Laguna Beach is in escrow to purchase property just south of Tivoli Too on Laguna Canyon Road, Mayor Pro Tem Elizabeth Pearson announced at Tuesday's City Council meeting.
Pearson said she approached her council colleagues in closed session and found unanimous support for the privately owned plot of land at 725 Laguna Canyon Road.
"This is a game-changer on the [proposed] Village Entrance [Project]," Councilman Steve Dicterow said. "This is not just a mere announcement."
The land covers nearly 4 acres and costs $5.3 million, City Manager John Pietig wrote in an email.

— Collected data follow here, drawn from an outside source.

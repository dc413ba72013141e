use serde_json::{json, Value};
use std::sync::LazyLock;

pub static CONFIG_SCHEMA: LazyLock<Value> = LazyLock::new(|| {
    json!({
        "$schema": "http://json-schema.org/draft-07/schema#",
        "type": "object",
        "additionalProperties": false,
        "properties": {
            "llm": {
                "type": "object",
                "additionalProperties": false,
                "properties": {
                    "model": { "type": "string", "minLength": 1 },
                    "api_key": { "type": "string" },
                    "base_url": { "type": "string", "format": "uri" }
                }
            },
            "prompt_file": { "type": "string", "minLength": 1 },
            "output": {
                "type": "object",
                "additionalProperties": false,
                "properties": {
                    "directory": { "type": "string" }
                }
            },
            "server": {
                "type": "object",
                "additionalProperties": false,
                "properties": {
                    "host": { "type": "string" },
                    "port": { "type": "integer", "minimum": 1, "maximum": 65535 }
                }
            }
        }
    })
});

The property could yield 65 to 75 additional parking spaces and allows for more flexibility going forward with the proposed project, according to Pearson.
"For several years I hoped we might purchase a piece of property for a lot of reasons ... we never know what we are going to need long-term," Pearson said. "It allows us to discuss beautification on Laguna Canyon Road."
The Village Entrance plans currently include a four-level parking structure and pedestrian park in an area near Forest Avenue and Laguna Canyon Road.
The council needs to formally approve the purchase at a later council meeting, Pearson said.
Meanwhile, the council, with guidance from Pietig, selected 6 p.m. Nov. 12 to discuss the Village Entrance Project with members of the public. The meeting will be held at council chambers, 505 Forest Ave.
Dicterow asked if council members could step down from the dais and sit among the public, and Pietig said that would be fine.
Council won't limit musicians at Mozambique
Mozambique restaurant does not need to limit the number of musicians who perform, the council decided.
The council voted 5 to 0 to remove a section of the restaurant's conditional use permit that limited the number of musicians who could perform. The restaurant previously had limited performers to one person Monday through Thursday and a five-person band Friday, Saturday and Sunday, according to a city staff report.
Restaurant managers will now be able to use their own discretion. They will also conduct a six-month trial and report back to the council, as suggested by Steve Kawaratani, a Mozambique consultant.
Mozambique, at 1740 S. Coast Hwy., allows music from 8 a.m. to 10 p.m. Sundays through Thursdays and 8 a.m. to midnight Fridays and Saturdays, the staff report said.
Entertainers are relegated to the inside stage and at no time may perform on decks or patio areas, according to the report.
The sound from live entertainment or amplified music can't exceed 60 decibels before 10 p.m. and 50 decibels after 10 p.m.
Noise from the restaurant isn't the problem but rather patrons who spill out into the surrounding streets after performances, resident Jeff Kaplan told the council.
"Come here on any weekend and the streets are packed," Kaplan said. "People have had a good time. They're partying because they are at a music venue, not a restaurant. It's not [owner Ivan Spiers's fault], and it's not [the council's] fault. It certainly shouldn't be a situation the neighbors have to put up with."